If you have the extra cash, should you go ahead and pay off the loan ahead of time? Maybe. Here’s what to consider before paying off your mortgage early.
Because mortgages tend to be large loans that last for a couple of decades or longer, paying off the loan early can save you tens of thousands of dollars in interest. Not to mention, it feels good not having a monthly mortgage payment to worry about.
When you send in your monthly check to your mortgage lender, the payment is split between principal and interest. Early on in the loan, a large portion of that payment is applied to interest. As time goes on, more of the payment goes toward paying down the principal. This is known as amortization, and it allows the lender to make back a larger portion of their money within the first several years of repayment.
The key to paying off your mortgage early is by applying extra payments to the principal.
Just because you can pay off your mortgage early doesn’t necessarily mean that you should. Of course, it would feel great to rid yourself of a huge financial burden like a mortgage. But if you really want to know if it’s a good decision, you have to look at the math.
There are pros and cons to paying off your mortgage early. Whether the pros outweigh the cons will depend on your overall financial situation.

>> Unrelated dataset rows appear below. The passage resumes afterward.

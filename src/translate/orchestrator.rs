use std::sync::Arc;
use tracing::{error, info, warn};

use super::interface::{TranslateRequest, Translator};
use crate::errors::PipelineError;

/// Validates input text, calls the translator and classifies the outcome.
pub struct TranslationOrchestrator {
    translator: Arc<dyn Translator>,
    source_language: String,
}

impl TranslationOrchestrator {
    pub fn new(translator: Arc<dyn Translator>, source_language: String) -> Self {
        Self {
            translator,
            source_language,
        }
    }

    /// Returns the trimmed translation. Blank input never reaches the translator.
    pub async fn translate(
        &self,
        text: &str,
        target_language: &str,
    ) -> Result<String, PipelineError> {
        if text.trim().is_empty() {
            return Err(PipelineError::NoTextFound);
        }

        let request = TranslateRequest {
            text: text.to_string(),
            source_language: self.source_language.clone(),
            target_language: target_language.to_string(),
        };

        match self.translator.translate(&request).await {
            Ok(translated) => {
                let translated = translated.trim();
                if translated.is_empty() {
                    // An empty reply is indistinguishable from a failure here.
                    error!("Translate failed: empty output for target {}", target_language);
                    Err(PipelineError::TranslationFailed)
                } else {
                    Ok(translated.to_string())
                }
            }
            Err(e) => {
                error!("Translate failed: {}", e);
                Err(PipelineError::TranslationFailed)
            }
        }
    }

    /// Log a sample of supported languages; failures only warn.
    pub async fn probe_languages(&self) {
        match self.translator.list_languages().await {
            Ok(languages) => {
                let sample: Vec<&str> = languages.iter().take(3).map(String::as_str).collect();
                info!(
                    "Translation service reachable: {} languages, e.g. {:?}",
                    languages.len(),
                    sample
                );
            }
            Err(e) => warn!("Could not list translation languages: {}", e),
        }
    }
}

#[cfg(test)]
mod tests {
    use super::*;
    use crate::testing::FakeTranslator;

    fn orchestrator(translator: Arc<FakeTranslator>) -> TranslationOrchestrator {
        TranslationOrchestrator::new(translator, "auto".to_string())
    }

    #[tokio::test]
    async fn blank_text_is_rejected_without_calling_translator() {
        let translator = FakeTranslator::returning("unused");
        let orchestrator = orchestrator(translator.clone());

        for text in ["", "   ", "\n\t  \r\n"] {
            assert_eq!(
                orchestrator.translate(text, "fr").await,
                Err(PipelineError::NoTextFound)
            );
        }
        assert_eq!(translator.calls(), 0);
    }

    #[tokio::test]
    async fn success_returns_trimmed_translation() {
        let translator = FakeTranslator::returning("  Bonjour le monde \n");
        let orchestrator = orchestrator(translator.clone());

        let result = orchestrator.translate("Hello\nWorld", "fr").await;
        assert_eq!(result, Ok("Bonjour le monde".to_string()));

        let requests = translator.requests();
        assert_eq!(requests.len(), 1);
        assert_eq!(requests[0].text, "Hello\nWorld");
        assert_eq!(requests[0].source_language, "auto");
        assert_eq!(requests[0].target_language, "fr");
    }

    #[tokio::test]
    async fn translator_error_is_translation_failed() {
        let orchestrator = orchestrator(FakeTranslator::failing());
        assert_eq!(
            orchestrator.translate("Hello", "de").await,
            Err(PipelineError::TranslationFailed)
        );
    }

    #[tokio::test]
    async fn empty_translation_is_translation_failed() {
        let orchestrator = orchestrator(FakeTranslator::returning("   "));
        assert_eq!(
            orchestrator.translate("Hello", "de").await,
            Err(PipelineError::TranslationFailed)
        );
    }

    #[tokio::test]
    async fn probe_survives_any_translator() {
        orchestrator(FakeTranslator::failing()).probe_languages().await;
        orchestrator(FakeTranslator::returning("x")).probe_languages().await;
    }
}
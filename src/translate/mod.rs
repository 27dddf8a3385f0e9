pub mod aws_translate;
pub mod interface;
pub mod orchestrator;

pub use aws_translate::AwsTranslator;
pub use interface::{TranslateError, TranslateRequest, Translator};
pub use orchestrator::TranslationOrchestrator;
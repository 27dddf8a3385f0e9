use async_trait::async_trait;
use aws_sdk_translate::error::DisplayErrorContext;
use aws_sdk_translate::Client;
use tracing::{debug, info};

use super::{TranslateError, TranslateRequest, Translator};

/// AWS Translate client; the region comes from the shared SDK config.
pub struct AwsTranslator {
    client: Client,
}

impl AwsTranslator {
    pub fn new(sdk_config: &aws_config::SdkConfig) -> Self {
        info!("Initialized AwsTranslator");
        Self {
            client: Client::new(sdk_config),
        }
    }
}

#[async_trait]
impl Translator for AwsTranslator {
    async fn translate(&self, request: &TranslateRequest) -> Result<String, TranslateError> {
        debug!(
            "Translating {} chars: {} -> {}",
            request.text.len(),
            request.source_language,
            request.target_language
        );

        let output = self
            .client
            .translate_text()
            .text(&request.text)
            .source_language_code(&request.source_language)
            .target_language_code(&request.target_language)
            .send()
            .await
            .map_err(|e| TranslateError::Service(DisplayErrorContext(&e).to_string()))?;

        Ok(output.translated_text().to_string())
    }

    async fn list_languages(&self) -> Result<Vec<String>, TranslateError> {
        let output = self
            .client
            .list_languages()
            .send()
            .await
            .map_err(|e| TranslateError::Service(DisplayErrorContext(&e).to_string()))?;

        Ok(output
            .languages()
            .iter()
            .map(|language| language.language_code().to_string())
            .collect())
    }
}
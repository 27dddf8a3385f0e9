use thiserror::Error;

/// User-facing outcome of a failed request. Exactly one of these, or the
/// translated text, is rendered per request.
#[derive(Debug, Clone, Copy, PartialEq, Eq, Error)]
pub enum PipelineError {
    #[error("Unsupported image type. Please upload PNG/JPG/JPEG.")]
    UnsupportedImageType,

    #[error("No text found to translate. Provide text or a clear image.")]
    NoTextFound,

    #[error("Translation failed. Check AWS credentials/region.")]
    TranslationFailed,
}
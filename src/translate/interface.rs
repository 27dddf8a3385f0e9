//! Translate interface - cloud translation services implement this contract

use async_trait::async_trait;
use serde::{Deserialize, Serialize};
use thiserror::Error;

#[derive(Debug, Clone, PartialEq, Serialize, Deserialize)]
pub struct TranslateRequest {
    pub text: String,
    pub source_language: String,
    pub target_language: String,
}

#[derive(Debug, Error)]
pub enum TranslateError {
    #[error("translation service error: {0}")]
    Service(String),
}

#[async_trait]
pub trait Translator: Send + Sync {
    /// Translate `request.text`; the raw service output is returned untrimmed.
    async fn translate(&self, request: &TranslateRequest) -> Result<String, TranslateError>;

    /// Language codes the service accepts
    async fn list_languages(&self) -> Result<Vec<String>, TranslateError>;
}
use regex::Regex;
use std::path::PathBuf;
use std::sync::OnceLock;
use tracing::{debug, warn};
use uuid::Uuid;

/// Make a caller-supplied filename safe to use as a single path component.
///
/// Path separators become word breaks, whitespace runs become `_`, anything outside
/// `[A-Za-z0-9_.-]` is dropped and leading/trailing `.`/`_` are stripped, so
/// `../../etc/passwd` turns into `etc_passwd`. May return an empty string.
pub fn secure_filename(filename: &str) -> String {
    static UNSAFE: OnceLock<Regex> = OnceLock::new();
    let unsafe_chars = UNSAFE.get_or_init(|| Regex::new(r"[^A-Za-z0-9_.-]").expect("valid regex"));

    let spaced = filename.replace(['/', '\\'], " ");
    let joined = spaced.split_whitespace().collect::<Vec<_>>().join("_");
    unsafe_chars
        .replace_all(&joined, "")
        .trim_matches(|c| c == '.' || c == '_')
        .to_string()
}

/// The extension after the last `.` must be in the allow-set (case-insensitive).
pub fn is_allowed_image(filename: &str, allowed_exts: &[String]) -> bool {
    match filename.rsplit_once('.') {
        Some((_, ext)) => {
            let ext = ext.to_lowercase();
            allowed_exts.iter().any(|allowed| *allowed == ext)
        }
        None => false,
    }
}

/// Directory where uploads are written before OCR.
///
/// Every upload gets a unique path and is removed once its bytes are read back,
/// so concurrent uploads with the same name never touch the same file.
#[derive(Debug, Clone)]
pub struct StagingArea {
    dir: PathBuf,
}

impl StagingArea {
    pub fn new(dir: impl Into<PathBuf>) -> Self {
        Self { dir: dir.into() }
    }

    /// `<uuid>.<ext>`: only the lowercased extension of the caller's name is kept,
    /// so long filenames cannot push the staged name past the filesystem limit.
    fn path_for(&self, filename: &str) -> PathBuf {
        let id = Uuid::new_v4();
        match filename.rsplit_once('.') {
            Some((_, ext)) if !ext.is_empty() => {
                self.dir.join(format!("{}.{}", id, ext.to_lowercase()))
            }
            _ => self.dir.join(id.to_string()),
        }
    }

    /// Write `bytes` under a fresh name, read them back and delete the file.
    pub async fn stage(&self, filename: &str, bytes: &[u8]) -> std::io::Result<Vec<u8>> {
        let path = self.path_for(filename);
        tokio::fs::write(&path, bytes).await?;
        debug!("Staged upload at {}", path.display());

        let staged = tokio::fs::read(&path).await;

        if let Err(e) = tokio::fs::remove_file(&path).await {
            warn!("Failed to remove staged upload {}: {}", path.display(), e);
        }

        staged
    }
}
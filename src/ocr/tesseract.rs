use async_trait::async_trait;
use image::ImageFormat;
use tempfile::NamedTempFile;
use tokio::process::Command;
use tracing::{debug, info};

use super::{OcrError, OcrProvider};

/// Local OCR fallback: decodes the upload and runs the Tesseract CLI on it.
pub struct TesseractOcr {
    command: String,
    language: String,
}

impl TesseractOcr {
    pub fn new(command: String, language: String) -> Self {
        info!("Initialized TesseractOcr: command={}, language={}", command, language);
        Self { command, language }
    }

    /// Decode the bytes and re-encode them as a temporary PNG Tesseract can read.
    async fn stage_png(bytes: &[u8]) -> Result<NamedTempFile, OcrError> {
        let bytes = bytes.to_vec();
        tokio::task::spawn_blocking(move || -> Result<NamedTempFile, OcrError> {
            let decoded = image::load_from_memory(&bytes)?;
            let mut staged = tempfile::Builder::new().suffix(".png").tempfile()?;
            decoded.write_to(staged.as_file_mut(), ImageFormat::Png)?;
            Ok(staged)
        })
        .await
        .map_err(|e| OcrError::Recognition(format!("decode task failed: {}", e)))?
    }
}

#[async_trait]
impl OcrProvider for TesseractOcr {
    async fn extract_text(&self, image: &[u8]) -> Result<String, OcrError> {
        let staged = Self::stage_png(image).await?;

        let output = Command::new(&self.command)
            .arg(staged.path())
            .arg("stdout")
            .args(["-l", self.language.as_str()])
            .output()
            .await
            .map_err(|e| match e.kind() {
                std::io::ErrorKind::NotFound => OcrError::Unavailable(format!(
                    "{} not found (install tesseract-ocr)",
                    self.command
                )),
                _ => OcrError::Io(e),
            })?;

        if !output.status.success() {
            let stderr = String::from_utf8_lossy(&output.stderr);
            return Err(OcrError::Recognition(stderr.trim().to_string()));
        }

        let text = String::from_utf8_lossy(&output.stdout).trim().to_string();
        debug!("Tesseract recognized {} chars", text.len());
        Ok(text)
    }

    fn provider_name(&self) -> &str {
        "tesseract"
    }
}
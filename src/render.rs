use crate::handlers::{Outcome, PageView};

/// Target languages offered in the selector as (code, label).
const LANGUAGES: &[(&str, &str)] = &[
    ("en", "English"),
    ("fr", "French"),
    ("es", "Spanish"),
    ("de", "German"),
    ("it", "Italian"),
    ("pt", "Portuguese"),
    ("nl", "Dutch"),
    ("ru", "Russian"),
    ("ar", "Arabic"),
    ("hi", "Hindi"),
    ("ja", "Japanese"),
    ("ko", "Korean"),
    ("zh", "Chinese (Simplified)"),
];

pub fn escape_html(input: &str) -> String {
    let mut escaped = String::with_capacity(input.len());
    for c in input.chars() {
        match c {
            '&' => escaped.push_str("&amp;"),
            '<' => escaped.push_str("&lt;"),
            '>' => escaped.push_str("&gt;"),
            '"' => escaped.push_str("&quot;"),
            '\'' => escaped.push_str("&#39;"),
            _ => escaped.push(c),
        }
    }
    escaped
}

fn language_options(selected: &str) -> String {
    let mut options = String::new();
    if !LANGUAGES.iter().any(|(code, _)| *code == selected) {
        let code = escape_html(selected);
        options.push_str(&format!(
            "<option value=\"{code}\" selected>{code}</option>\n"
        ));
    }
    for (code, label) in LANGUAGES {
        let selected_attr = if *code == selected { " selected" } else { "" };
        options.push_str(&format!(
            "<option value=\"{code}\"{selected_attr}>{label}</option>\n"
        ));
    }
    options
}

fn result_section(outcome: &Outcome) -> String {
    match outcome {
        Outcome::Blank => String::new(),
        Outcome::Translated(text) => format!(
            "<section class=\"result\">\n<h2>Translation</h2>\n<pre id=\"translated-text\">{}</pre>\n</section>\n",
            escape_html(text)
        ),
        Outcome::Failed(error) => format!(
            "<section class=\"error\" role=\"alert\">{}</section>\n",
            escape_html(&error.to_string())
        ),
    }
}

pub fn render_page(view: &PageView) -> String {
    format!(
        r#"<!DOCTYPE html>
<html lang="en">
<head>
<meta charset="utf-8">
<meta name="viewport" content="width=device-width, initial-scale=1">
<title>Image &amp; Text Translator</title>
<link rel="stylesheet" href="/static/style.css">
</head>
<body>
<main>
<h1>Image &amp; Text Translator</h1>
<form method="post" action="/" enctype="multipart/form-data">
<label for="language">Target language</label>
<select id="language" name="language">
{options}</select>
<label for="text_input">Text</label>
<textarea id="text_input" name="text_input" rows="6" placeholder="Type text to translate"></textarea>
<label for="image_file">Or upload an image (PNG/JPG/JPEG)</label>
<input id="image_file" name="image_file" type="file" accept=".png,.jpg,.jpeg">
<button type="submit">Translate</button>
</form>
{result}</main>
<script src="/static/script.js"></script>
</body>
</html>
"#,
        options = language_options(&view.language),
        result = result_section(&view.outcome),
    )
}
use aws_config::BehaviorVersion;
use std::sync::Arc;
use tracing::info;

use crate::config::Config;
use crate::ocr::tesseract::TesseractOcr;
use crate::ocr::textract::TextractOcr;
use crate::ocr::{OcrProvider, OcrResolver};
use crate::translate::{AwsTranslator, TranslationOrchestrator, Translator};
use crate::upload::StagingArea;

/// Read-only collaborators built once at startup and shared by every request.
#[derive(Clone)]
pub struct AppState {
    pub config: Arc<Config>,
    pub staging: StagingArea,
    pub resolver: Arc<OcrResolver>,
    pub orchestrator: Arc<TranslationOrchestrator>,
}

impl AppState {
    /// Build the AWS-backed clients; region and credentials come from the environment.
    pub async fn new(config: Config) -> anyhow::Result<Self> {
        let sdk_config = aws_config::load_defaults(BehaviorVersion::latest()).await;

        let ocr_config = &config.ocr_config;
        let mut providers: Vec<Arc<dyn OcrProvider>> = Vec::new();
        if ocr_config.cloud_enabled {
            providers.push(Arc::new(TextractOcr::new(&sdk_config)));
        }
        providers.push(Arc::new(TesseractOcr::new(
            ocr_config.tesseract_cmd.clone(),
            ocr_config.tesseract_lang.clone(),
        )));

        let translator: Arc<dyn Translator> = Arc::new(AwsTranslator::new(&sdk_config));

        Ok(Self::with_collaborators(config, providers, translator))
    }

    /// Wire state from explicit collaborators, in OCR priority order.
    pub fn with_collaborators(
        config: Config,
        providers: Vec<Arc<dyn OcrProvider>>,
        translator: Arc<dyn Translator>,
    ) -> Self {
        let resolver = OcrResolver::new(providers);
        info!("OCR chain: {:?}", resolver.provider_names());

        let orchestrator = TranslationOrchestrator::new(
            translator,
            config.translate_config.source_language.clone(),
        );

        Self {
            staging: StagingArea::new(&config.system_config.upload_dir),
            config: Arc::new(config),
            resolver: Arc::new(resolver),
            orchestrator: Arc::new(orchestrator),
        }
    }
}
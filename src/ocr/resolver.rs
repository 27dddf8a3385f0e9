use std::sync::Arc;
use tracing::{debug, warn};

use super::interface::OcrProvider;

/// Tries OCR providers in priority order and keeps the first usable text.
///
/// Provider failures are logged and treated as "no text"; resolving never fails.
pub struct OcrResolver {
    providers: Vec<Arc<dyn OcrProvider>>,
}

impl OcrResolver {
    pub fn new(providers: Vec<Arc<dyn OcrProvider>>) -> Self {
        Self { providers }
    }

    pub async fn resolve(&self, image: &[u8]) -> String {
        for provider in &self.providers {
            match provider.extract_text(image).await {
                Ok(text) => {
                    let text = text.trim();
                    if !text.is_empty() {
                        debug!("{} extracted {} chars", provider.provider_name(), text.len());
                        return text.to_string();
                    }
                    debug!("{} found no text", provider.provider_name());
                }
                Err(e) => {
                    warn!("{} failed: {}", provider.provider_name(), e);
                }
            }
        }
        String::new()
    }

    pub fn provider_names(&self) -> Vec<&str> {
        self.providers.iter().map(|p| p.provider_name()).collect()
    }
}
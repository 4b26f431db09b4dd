//! # Flag Overrides
//!
//! Local flag values that replace or complement the downloaded config.
//!
//! ## Behaviours
//!
//! * [`OverrideBehaviour::LocalOnly`] - the CDN is never contacted
//! * [`OverrideBehaviour::LocalOverRemote`] - local values win on key collision
//! * [`OverrideBehaviour::RemoteOverLocal`] - downloaded values win on key collision
//!
//! ## File format
//!
//! Either the simplified form
//!
//! ```json
//! { "flags": { "enabledFeature": true, "intSetting": 5, "stringSetting": "test" } }
//! ```
//!
//! or a complete `config_v5.json` document, targeting rules included. With
//! `auto_reload` the file is watched and re-read whenever it changes; a
//! file that cannot be read or parsed leaves the previous values in place.

use crate::error::{ConfigCatError, Result};
use crate::hooks::Hooks;
use crate::model::{Config, Setting};
use notify::{Event, RecommendedWatcher, RecursiveMode, Watcher};
use std::collections::HashMap;
use std::path::{Path, PathBuf};
use std::sync::atomic::{AtomicBool, Ordering};
use std::sync::{Arc, Mutex, RwLock};
use tracing::{debug, error, warn};

#[derive(Debug, Clone, Copy, PartialEq, Eq)]
pub enum OverrideBehaviour {
    LocalOnly,
    LocalOverRemote,
    RemoteOverLocal,
}

#[derive(Debug, Clone)]
pub enum OverrideDataSource {
    Map(HashMap<String, serde_json::Value>),
    File { path: PathBuf, auto_reload: bool },
}

impl OverrideDataSource {
    pub fn map<K, I>(values: I) -> Self
    where
        K: Into<String>,
        I: IntoIterator<Item = (K, serde_json::Value)>,
    {
        OverrideDataSource::Map(values.into_iter().map(|(k, v)| (k.into(), v)).collect())
    }

    pub fn file(path: impl Into<PathBuf>, auto_reload: bool) -> Self {
        OverrideDataSource::File {
            path: path.into(),
            auto_reload,
        }
    }
}

#[derive(Debug, Clone)]
pub struct FlagOverrides {
    pub source: OverrideDataSource,
    pub behaviour: OverrideBehaviour,
}

impl FlagOverrides {
    pub fn new(source: OverrideDataSource, behaviour: OverrideBehaviour) -> Self {
        Self { source, behaviour }
    }
}

type SettingsMap = Arc<HashMap<String, Setting>>;

/// Loaded override values, kept current by an optional file watcher.
pub(crate) struct LocalSettings {
    settings: Arc<RwLock<SettingsMap>>,
    watcher: Mutex<Option<(RecommendedWatcher, PathBuf)>>,
    shutdown: Arc<AtomicBool>,
}

impl std::fmt::Debug for LocalSettings {
    fn fmt(&self, f: &mut std::fmt::Formatter<'_>) -> std::fmt::Result {
        f.debug_struct("LocalSettings")
            .field("keys", &self.settings().len())
            .finish_non_exhaustive()
    }
}

impl LocalSettings {
    pub(crate) fn load(source: OverrideDataSource, hooks: Arc<Hooks>) -> Result<Self> {
        let local = Self {
            settings: Arc::new(RwLock::new(Arc::new(HashMap::new()))),
            watcher: Mutex::new(None),
            shutdown: Arc::new(AtomicBool::new(false)),
        };

        match source {
            OverrideDataSource::Map(values) => {
                let mut settings = HashMap::with_capacity(values.len());
                for (key, value) in values {
                    let setting = Setting::from_value(value).ok_or_else(|| {
                        ConfigCatError::InvalidArgument(format!(
                            "Override value of '{}' must be a bool, string, int or double",
                            key
                        ))
                    })?;
                    settings.insert(key, setting);
                }
                replace(&local.settings, settings);
            }
            OverrideDataSource::File { path, auto_reload } => {
                debug!("Reading {:?} for local overrides", path);
                match read_file(&path) {
                    Ok(settings) => {
                        replace(&local.settings, settings);
                    }
                    Err(e) => error!("Failed to read the local config file {:?}: {}", path, e),
                }
                if auto_reload {
                    local.watch(path, hooks)?;
                }
            }
        }

        Ok(local)
    }

    pub(crate) fn settings(&self) -> SettingsMap {
        self.settings
            .read()
            .map(|s| s.clone())
            .unwrap_or_default()
    }

    fn watch(&self, path: PathBuf, hooks: Arc<Hooks>) -> Result<()> {
        let settings = self.settings.clone();
        let shutdown = self.shutdown.clone();
        let file_path = path.clone();

        let mut watcher = notify::recommended_watcher(move |res: notify::Result<Event>| {
            if shutdown.load(Ordering::Relaxed) {
                return;
            }
            match res {
                Ok(event) => {
                    // Editors often replace the file, so creates and removes count as well
                    let relevant = matches!(
                        event.kind,
                        notify::EventKind::Modify(_)
                            | notify::EventKind::Create(_)
                            | notify::EventKind::Remove(_)
                    ) && event
                        .paths
                        .iter()
                        .any(|p| p.file_name() == file_path.file_name());
                    if !relevant {
                        return;
                    }

                    debug!("Local override file change detected: {:?}", event.kind);
                    match read_file(&file_path) {
                        Ok(new_settings) => {
                            let new_settings = replace(&settings, new_settings);
                            hooks.invoke_on_config_changed(&new_settings);
                        }
                        Err(e) => warn!("Failed to reload {:?}, keeping previous values: {}", file_path, e),
                    }
                }
                Err(e) => error!("File watcher error: {}", e),
            }
        })?;

        // Watch the parent directory to catch file replacements
        let watch_path = path.parent().unwrap_or(&path).to_path_buf();
        watcher.watch(&watch_path, RecursiveMode::NonRecursive)?;
        debug!("Started watching for file changes at: {:?}", path);

        if let Ok(mut guard) = self.watcher.lock() {
            *guard = Some((watcher, watch_path));
        }
        Ok(())
    }

    pub(crate) fn close(&self) {
        self.shutdown.store(true, Ordering::Relaxed);
        if let Ok(mut guard) = self.watcher.lock() {
            if let Some((mut watcher, watch_path)) = guard.take() {
                let _ = watcher.unwatch(&watch_path);
            }
        }
    }
}

impl Drop for LocalSettings {
    fn drop(&mut self) {
        self.close();
    }
}

fn replace(target: &RwLock<SettingsMap>, settings: HashMap<String, Setting>) -> SettingsMap {
    let settings = Arc::new(settings);
    match target.write() {
        Ok(mut guard) => *guard = settings.clone(),
        Err(e) => error!("Local settings lock poisoned: {}", e),
    }
    settings
}

fn read_file(path: &Path) -> Result<HashMap<String, Setting>> {
    let content = std::fs::read_to_string(path)?;
    parse_overrides(&content)
}

/// Parses either the simplified `{"flags": {...}}` form or a full config.
pub(crate) fn parse_overrides(content: &str) -> Result<HashMap<String, Setting>> {
    let document: serde_json::Value =
        serde_json::from_str(content).map_err(|e| ConfigCatError::parse(e.to_string(), content))?;

    if let Some(flags) = document.get("flags").and_then(|f| f.as_object()) {
        return flags
            .iter()
            .map(|(key, value)| {
                Setting::from_value(value.clone())
                    .map(|setting| (key.clone(), setting))
                    .ok_or_else(|| {
                        ConfigCatError::parse(
                            format!("Invalid override value for '{}': {}", key, value),
                            content,
                        )
                    })
            })
            .collect();
    }

    let config: Config = serde_json::from_value(document)
        .map_err(|e| ConfigCatError::parse(e.to_string(), content))?;
    Ok(config.entries)
}

#[cfg(test)]
mod tests {
    use super::*;
    use crate::model::SettingType;
    use serde_json::json;
    use std::io::Write;
    use tempfile::NamedTempFile;

    #[test]
    fn test_parse_simplified_format() {
        let settings = parse_overrides(
            r#"{"flags": {"enabled": true, "count": 5, "ratio": 0.5, "text": "hi"}}"#,
        )
        .unwrap();

        assert_eq!(settings["enabled"].setting_type, SettingType::Bool);
        assert_eq!(settings["count"].setting_type, SettingType::Int);
        assert_eq!(settings["ratio"].setting_type, SettingType::Double);
        assert_eq!(settings["text"].value, json!("hi"));
    }

    #[test]
    fn test_parse_full_config() {
        let settings = parse_overrides(
            r#"{"f": {"targeted": {"v": "default", "t": 1, "r": [{"v": "x", "a": "Email", "t": 2, "c": "@a.com"}]}}}"#,
        )
        .unwrap();
        assert_eq!(settings["targeted"].rollout_rules.len(), 1);
    }

    #[test]
    fn test_parse_rejects_nested_values() {
        assert!(parse_overrides(r#"{"flags": {"nested": {"a": 1}}}"#).is_err());
        assert!(parse_overrides("not json").is_err());
    }

    #[test]
    fn test_map_source() {
        let source = OverrideDataSource::map([("enabled", json!(true)), ("name", json!("x"))]);
        let local = LocalSettings::load(source, Arc::new(Hooks::new())).unwrap();
        let settings = local.settings();
        assert_eq!(settings.len(), 2);
        assert_eq!(settings["enabled"].value, json!(true));
    }

    #[test]
    fn test_map_source_rejects_non_primitive() {
        let source = OverrideDataSource::map([("bad", json!([1, 2]))]);
        assert!(LocalSettings::load(source, Arc::new(Hooks::new())).is_err());
    }

    #[test]
    fn test_missing_file_yields_empty_settings() {
        let source = OverrideDataSource::file("/nonexistent/overrides.json", false);
        let local = LocalSettings::load(source, Arc::new(Hooks::new())).unwrap();
        assert!(local.settings().is_empty());
    }

    #[test]
    fn test_file_source() {
        let mut file = NamedTempFile::new().unwrap();
        write!(file, r#"{{"flags": {{"enabled": false}}}}"#).unwrap();

        let local =
            LocalSettings::load(OverrideDataSource::file(file.path(), false), Arc::new(Hooks::new()))
                .unwrap();
        assert_eq!(local.settings()["enabled"].value, json!(false));
    }
}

If you pay off your mortgage early, you’ll no longer have any mortgage interest to deduct on your tax return if you itemize your deductions. This change is most likely to affect you if you have a large mortgage, a high interest rate—or both—-and your annual interest payments are substantial.
Since the Tax Cuts and Jobs Act of 2017 doubled the standard deduction, most people don’t itemize their deductions. This provision sunsets in 2025, which means the standard deduction will halve in 2026 unless Congress passes a new law.
If you do itemize your deductions, losing the mortgage interest tax deduction could make it harder to get over the standard deduction threshold that makes itemizing your deductions worthwhile. However, your taxes will be simpler and you’ll no longer be paying mortgage interest.
If you’re thinking about paying off your mortgage early, ask yourself these three questions first:
Keep in mind that some lenders charge a prepayment penalty; if yours does, be sure to factor in that cost, too.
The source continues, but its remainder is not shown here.